Environment Variables

The library loads configuration from environment variables with smart defaults. Only 3 are required:

Required
Variable Description Example
OTEL_SERVICE_NAME Unique service identity my-api
OTEL_SERVICE_NAMESPACE Logical grouping my-platform
OTEL_SERVICE_VERSION Release version 1.0.0
Infrastructure (with defaults)
Variable Default Description
OTEL_EXPORTER_OTLP_ENDPOINT signoz-otel-collector.signoz.svc.cluster.local:4317 Collector endpoint
OTEL_EXPORTER_OTLP_PROTOCOL grpc Transport protocol (grpc, http)
OTEL_EXPORTER_OTLP_INSECURE true Disable TLS (default for in-cluster)
OTEL_EXPORTER_OTLP_COMPRESSION gzip Compression algorithm
OTEL_TRACES_SAMPLER_ARG 0.1 (prod) / 1.0 (dev) Sampling rate (0.0-1.0)
ENV development Deployment environment
Signals (all enabled by default)
Variable Default Description
OTEL_TRACES_ENABLED true Enable distributed tracing
OTEL_METRICS_ENABLED true Enable metrics collection
OTEL_LOGS_ENABLED true Enable log export
Route Exclusion
Variable Default Description
OTEL_TRACES_EXCLUDED_PATHS /health,/healthz,/health_check,/metrics,/ready,/live Exact path exclusions
OTEL_TRACES_EXCLUDED_PREFIXES (none) Prefix exclusions (e.g., /debug/,/internal/)
OTEL_TRACES_EXCLUDED_PATTERNS See Route Exclusion Glob patterns (e.g., /*/health)
PII Scrubbing
Variable Default Description
OTEL_PII_SCRUB_ENABLED false Enable PII scrubbing
OTEL_PII_SENSITIVE_KEYS password,token,secret,key,email Comma-separated attribute keys to redact
OTEL_PII_SENSITIVE_PATTERNS .*password.*,.*token.*,.*secret.* Regex patterns for key matching
OTEL_PII_REDACTED_VALUE [REDACTED] Replacement value
OTEL_PII_DB_STATEMENT_MAX_LENGTH 2048 Truncate db.statement and db.query.text (0=disabled)
HTTP Capture

Control what HTTP data is captured in spans. Headers are captured by default; body capture is opt-in.

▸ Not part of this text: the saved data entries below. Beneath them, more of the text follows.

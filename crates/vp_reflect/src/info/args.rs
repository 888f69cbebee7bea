//! Typed argument extraction for member closures.
//!
//! Arguments reach a member already coerced to its declared parameter
//! types. These helpers only unwrap the payload.

use std::sync::Arc;

use crate::error::InvokeError;
use crate::ty::Type;
use crate::value::{HostObject, Value};

#[inline]
fn at(args: &[Value], index: usize) -> Result<&Value, InvokeError> {
    args.get(index).ok_or(InvokeError::Arity {
        expected: index + 1,
        actual: args.len(),
    })
}

#[inline]
fn bad(index: usize, expected: &'static str) -> InvokeError {
    InvokeError::BadArgument { index, expected }
}

pub fn bool(args: &[Value], index: usize) -> Result<bool, InvokeError> {
    at(args, index)?.as_bool().ok_or_else(|| bad(index, "boolean"))
}

pub fn char(args: &[Value], index: usize) -> Result<char, InvokeError> {
    at(args, index)?.as_char().ok_or_else(|| bad(index, "char"))
}

pub fn int(args: &[Value], index: usize) -> Result<i32, InvokeError> {
    at(args, index)?.as_int().ok_or_else(|| bad(index, "int"))
}

pub fn long(args: &[Value], index: usize) -> Result<i64, InvokeError> {
    at(args, index)?.as_long().ok_or_else(|| bad(index, "long"))
}

pub fn double(args: &[Value], index: usize) -> Result<f64, InvokeError> {
    at(args, index)?.as_double().ok_or_else(|| bad(index, "double"))
}

/// A string argument. `null` is passed through as `None`.
pub fn string(args: &[Value], index: usize) -> Result<Option<Arc<str>>, InvokeError> {
    match at(args, index)? {
        Value::Null => Ok(None),
        Value::String(s) => Ok(Some(s.clone())),
        _ => Err(bad(index, "core.String")),
    }
}

pub fn ty(args: &[Value], index: usize) -> Result<Type, InvokeError> {
    at(args, index)?
        .as_type()
        .cloned()
        .ok_or_else(|| bad(index, "core.Class"))
}

/// A host object argument of type `T`.
pub fn object<T: HostObject>(args: &[Value], index: usize) -> Result<&T, InvokeError> {
    at(args, index)?
        .downcast_ref::<T>()
        .ok_or_else(|| bad(index, core::any::type_name::<T>()))
}

#[cfg(test)]
mod tests {
    use crate::error::InvokeError;
    use crate::value::Value;

    #[test]
    fn unwraps_coerced_payloads() {
        let args = [Value::Int(3), Value::from("s"), Value::Null, Value::Double(1.5)];
        assert_eq!(super::int(&args, 0), Ok(3));
        assert_eq!(super::long(&args, 0), Ok(3));
        assert_eq!(super::string(&args, 1).unwrap().as_deref(), Some("s"));
        assert_eq!(super::string(&args, 2), Ok(None));
        assert_eq!(super::double(&args, 3), Ok(1.5));
    }

    #[test]
    fn reports_missing_and_mistyped_arguments() {
        let args = [Value::from("s")];
        assert_eq!(super::int(&args, 0), Err(InvokeError::BadArgument { index: 0, expected: "int" }));
        assert_eq!(super::bool(&args, 2), Err(InvokeError::Arity { expected: 3, actual: 1 }));
    }
}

Variable Default Description
OTEL_HTTP_CAPTURE_REQUEST_HEADERS true Capture request headers as span attributes
OTEL_HTTP_CAPTURE_RESPONSE_HEADERS true Capture response headers as span attributes
OTEL_HTTP_CAPTURE_QUERY_PARAMS true Capture URL query string
OTEL_HTTP_CAPTURE_REQUEST_BODY false Capture request body (opt-in, expensive)
OTEL_HTTP_CAPTURE_RESPONSE_BODY false Capture response body (opt-in, expensive)
OTEL_HTTP_REQUEST_BODY_MAX_SIZE 8192 Max request body bytes to capture
OTEL_HTTP_RESPONSE_BODY_MAX_SIZE 8192 Max response body bytes to capture
OTEL_HTTP_BODY_ALLOWED_CONTENT_TYPES application/json,application/xml,text/plain Content types eligible for body capture
OTEL_HTTP_RECORD_EXCEPTION_EVENTS true Add exception events for 4xx/5xx responses
OTEL_HTTP_SENSITIVE_HEADERS authorization,cookie,set-cookie,x-api-key,x-auth-token Headers always redacted (regardless of scrub config)
SigNoz Cloud Authentication
Variable Default Description
SIGNOZ_ACCESS_TOKEN (none) SigNoz Cloud ingestion key
OTEL_EXPORTER_OTLP_HEADERS (none) Custom headers (key=value pairs)
Functional Options

Override any default via code:

agent := otelagent.NewAgent(
    otelagent.WithServiceName("my-api"),
    otelagent.WithServiceNamespace("my-platform"),
    otelagent.WithServiceVersion("1.0.0"),
    otelagent.WithEndpoint("custom-collector:4317"),
    otelagent.WithSamplingRate(0.5),
    otelagent.WithInsecure(true),
    otelagent.WithEnvironment("production"),
    otelagent.WithEnabled(true),
    otelagent.WithDebugMode(false),
    otelagent.WithDisabledSignals(otelagent.SignalLogs),
    otelagent.WithAutoInstrumentation(true, true, true, true),
    otelagent.WithRouteExclusions(otelagent.RouteExclusionConfig{
        ExactPaths:  []string{"/health", "/metrics"},
        PrefixPaths: []string{"/debug/", "/internal/"},
        Patterns:    []string{"/api/v*/health"},
    }),
    otelagent.WithAuthHeaders(map[string]string{
        "signoz-access-token": "your-token",
    }),
    otelagent.WithLogger(customLogger),
    otelagent.WithConfig(customConfig),
)

Usage Guide

Tracing
Manual Spans
import "github.com/RodolfoBonis/go-otel-agent/helper"

// Using global provider
ctx, span := helper.Trace(ctx, "my-operation", &helper.SpanOptions{
    Component: "my-service",
    Attributes: []attribute.KeyValue{
        attribute.String("key", "value"),
    },
})
defer span.End()
Function Tracing
// Trace a function (void)
err := helper.TraceFunction(ctx, agent, "process-order", func(ctx context.Context) error {
    // your logic here
    return nil
}, &helper.SpanOptions{Component: "orders"})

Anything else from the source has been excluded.